At council’s December meeting, Councillor Cynthia Lulham, who chairs the Urban Planning, Demolition and Planning Advisory committees, noted that “the Superior Court supported the decisions and processes of PAC and found no fault in their interpretations and applications …

“ … It’s a very difficult job,” she said of the work done by the committees. “It’s very difficult to be equitable and fair to everybody, to try to apply as judiciously as possible the rules to everybody in the same manner … But I did want to add our laws are not static. We are not Upper Canada Village. Trends change, building styles change, materials change, and so we are always having to have reviews and examine the impact of these trends and materials … There are many dossiers that we have been working on for the last two years, which will come into fruition this year, might start coming forward I hope in January to council and then to the public and public meetings.”

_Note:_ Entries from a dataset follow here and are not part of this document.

use helpdesk_core::exception::Error;
use thiserror::Error as ThisError;

/// Why a caller could not be authenticated
#[derive(Debug, Clone, PartialEq, Eq, ThisError)]
pub enum AuthError {
	#[error("Missing or invalid Authorization header.")]
	MissingCredentials,

	#[error("Invalid credentials.")]
	InvalidCredentials,

	/// The token failed signature or shape checks; the payload is the
	/// decoder's reason, kept for logs only.
	#[error("Invalid or expired token.")]
	InvalidToken(String),

	#[error("Invalid or expired token.")]
	Expired,

	#[error("Password hashing failed: {0}")]
	Hashing(String),
}

impl From<AuthError> for Error {
	fn from(err: AuthError) -> Self {
		match err {
			AuthError::Hashing(reason) => {
				Error::Other(anyhow::anyhow!("password hashing failed: {}", reason))
			}
			other => Error::Authentication(other.to_string()),
		}
	}
}
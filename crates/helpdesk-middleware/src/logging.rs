//! Request logging

use async_trait::async_trait;
use helpdesk_http::{Handler, Middleware, Request, Response, Result};
use std::sync::Arc;
use std::time::Instant;

/// Logs method, path, status and latency of every request
#[derive(Debug, Default)]
pub struct LoggingMiddleware;

impl LoggingMiddleware {
	pub fn new() -> Self {
		Self
	}
}

#[async_trait]
impl Middleware for LoggingMiddleware {
	async fn process(&self, request: Request, next: Arc<dyn Handler>) -> Result<Response> {
		let start = Instant::now();
		let method = request.method.to_string();
		let path = request.path().to_string();

		let result = next.handle(request).await;

		let elapsed_ms = start.elapsed().as_millis() as u64;
		match &result {
			Ok(response) if response.status.is_server_error() => {
				tracing::warn!(%method, %path, status = response.status.as_u16(), elapsed_ms, "request failed");
			}
			Ok(response) => {
				tracing::info!(%method, %path, status = response.status.as_u16(), elapsed_ms, "request");
			}
			Err(err) => {
				tracing::warn!(%method, %path, status = err.status_code(), elapsed_ms, error = %err, "request error");
			}
		}

		result
	}
}
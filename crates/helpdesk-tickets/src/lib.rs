//! # Helpdesk Tickets
//!
//! The ticket model and the rules that govern it.
//!
//! [`TicketLifecycle`] is the only entry point callers should mutate tickets
//! through: it checks the caller's role and ownership, validates payloads,
//! and enforces the status rules before anything reaches a [`TicketStore`].
//!
//! ## Status rules
//!
//! ```text
//! OPEN ----------(close / set CLOSED)----------> CLOSED
//! OPEN ----------(set IN_PROGRESS, admin)------> IN_PROGRESS
//! IN_PROGRESS ---(close / set CLOSED)----------> CLOSED
//! IN_PROGRESS ---(set OPEN, admin)-------------> OPEN
//! CLOSED --------(set OPEN | IN_PROGRESS, admin)> reopened
//! ```
//!
//! A ticket is CLOSED exactly when it carries both `closedAt` and a
//! `resolutionNote`. Content (title, description, priority) can only be
//! edited by its creator while the ticket is OPEN.

pub mod error;
pub mod lifecycle;
pub mod model;
pub mod payload;
pub mod store;

pub use error::{LifecycleError, StoreError};
pub use lifecycle::TicketLifecycle;
pub use model::{
	NewTicket, StatusUpdate, Ticket, TicketId, TicketPatch, TicketPriority, TicketStatus,
};
pub use payload::{AssignTicket, Body, CloseTicket, CreateTicket, SetTicketStatus, UpdateTicketContent};
pub use store::{InMemoryTicketStore, SqliteTicketStore, TicketStore};
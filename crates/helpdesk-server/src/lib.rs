//! HTTP/1.1 server for the helpdesk API, based on Hyper.
//!
//! ## Basic Usage
//!
//! ```rust,ignore
//! use helpdesk_server::{HttpServer, ShutdownCoordinator};
//!
//! let coordinator = ShutdownCoordinator::new(Duration::from_secs(30));
//! let server = HttpServer::new(router).with_middleware(Arc::new(LoggingMiddleware::new()));
//!
//! tokio::spawn({
//!     let coordinator = coordinator.clone();
//!     async move { coordinator.wait_for_signal().await }
//! });
//! server.listen_with_shutdown(addr, coordinator).await?;
//! ```

pub mod http;
pub mod shutdown;

pub use http::{DEFAULT_MAX_BODY_BYTES, HttpServer, ServerError};
pub use shutdown::{ShutdownCoordinator, ShutdownSignal, shutdown_signal};
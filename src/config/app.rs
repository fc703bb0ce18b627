//! Assembling the application from [`Settings`]

use helpdesk_auth::{Argon2Hasher, InMemoryCredentialStore, JwtAuth, PasswordHasher, TokenService};
use helpdesk_conf::{DatabaseBackend, Settings};
use helpdesk_http::{Handler, Middleware, MiddlewareChain};
use helpdesk_middleware::{
	BearerAuthMiddleware, CorsConfig, CorsMiddleware, LoggingMiddleware, RateLimitConfig,
	RateLimitMiddleware, SecurityHeadersMiddleware,
};
use helpdesk_server::HttpServer;
use helpdesk_tickets::{InMemoryTicketStore, SqliteTicketStore, StoreError, TicketStore};
use secrecy::ExposeSecret;
use std::sync::Arc;

use super::state::AppState;
use super::urls::ApiRouter;

/// Open the configured ticket store, creating the schema if needed
pub async fn open_store(backend: &DatabaseBackend) -> Result<Arc<dyn TicketStore>, StoreError> {
	match backend {
		DatabaseBackend::Memory => {
			tracing::warn!("using the in-memory ticket store; tickets are lost on restart");
			Ok(Arc::new(InMemoryTicketStore::new()))
		}
		DatabaseBackend::Sqlite(url) => {
			let store = SqliteTicketStore::connect(url).await?;
			store.migrate().await?;
			Ok(Arc::new(store))
		}
	}
}

pub fn token_service(settings: &Settings) -> JwtAuth {
	JwtAuth::new(settings.jwt_secret.expose_secret().as_bytes())
		.with_ttl(chrono::Duration::minutes(settings.jwt_ttl_minutes))
}

/// Build shared state: ticket store, demo credentials and token service
pub async fn build_state(settings: &Settings) -> anyhow::Result<AppState> {
	let store = open_store(&settings.database).await?;
	let hasher: Arc<dyn PasswordHasher> = Arc::new(Argon2Hasher::new());
	let credentials = InMemoryCredentialStore::with_demo_users(hasher.as_ref())?;
	let tokens: Arc<dyn TokenService> = Arc::new(token_service(settings));

	Ok(AppState::new(store, Arc::new(credentials), hasher, tokens))
}

/// Middleware in the order requests pass through it
pub fn middleware_stack(settings: &Settings, tokens: Arc<dyn TokenService>) -> Vec<Arc<dyn Middleware>> {
	vec![
		Arc::new(LoggingMiddleware::new()),
		Arc::new(SecurityHeadersMiddleware::new()),
		Arc::new(CorsMiddleware::new(CorsConfig {
			allow_credentials: settings.cors_allow_credentials,
			..CorsConfig::for_origin(&settings.cors_origin)
		})),
		Arc::new(RateLimitMiddleware::new(RateLimitConfig::new(
			settings.rate_limit_max,
			settings.rate_limit_window,
		))),
		Arc::new(
			BearerAuthMiddleware::new(tokens)
				.with_public_path("/health")
				.with_public_path("/auth/login"),
		),
	]
}

pub fn build_server(state: AppState, settings: &Settings) -> HttpServer {
	let tokens = state.tokens.clone();
	let mut server = HttpServer::new(Arc::new(ApiRouter::new(state)));
	for middleware in middleware_stack(settings, tokens) {
		server = server.with_middleware(middleware);
	}
	server
}

/// The full middleware-wrapped handler, without a listening socket
pub fn build_handler(state: AppState, settings: &Settings) -> Arc<dyn Handler> {
	let tokens = state.tokens.clone();
	let mut chain = MiddlewareChain::new(Arc::new(ApiRouter::new(state)));
	for middleware in middleware_stack(settings, tokens) {
		chain.add_middleware(middleware);
	}
	Arc::new(chain)
}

Councillor Patrick Martin, who sits on the Urban Planning and Demolition committees, wrote an opinion piece in the Examiner last September warning that “a spate of lawsuits between residents and their neighbours, and more alarmingly between residents and their own city, are red flags that perhaps all is not perfect in our little Camelot … a pattern is emerging.”

Last week, he told the Examiner, “I really do feel that a lot of time and energy and angst and hurt is being spent on these cases, and a lot of this could be avoided if we had a more open process in the beginning, where people were made aware early of what’s happening so they don’t have to wait until something is under construction.”

Martin has claimed and continues to maintain that council typically “had not much clue what they were voting for” when presented with recommendations from the PAC.

“PAC would come forward with a series of 48 recommendations and no one had time to look at it and they’d just say, 'Let’s put that by PAC,'” he said. “But of the 48 cases, there were six perhaps where there could be a negative impact on the neighbourhood, in which case the councillors should be made aware of that so they could decide accordingly.”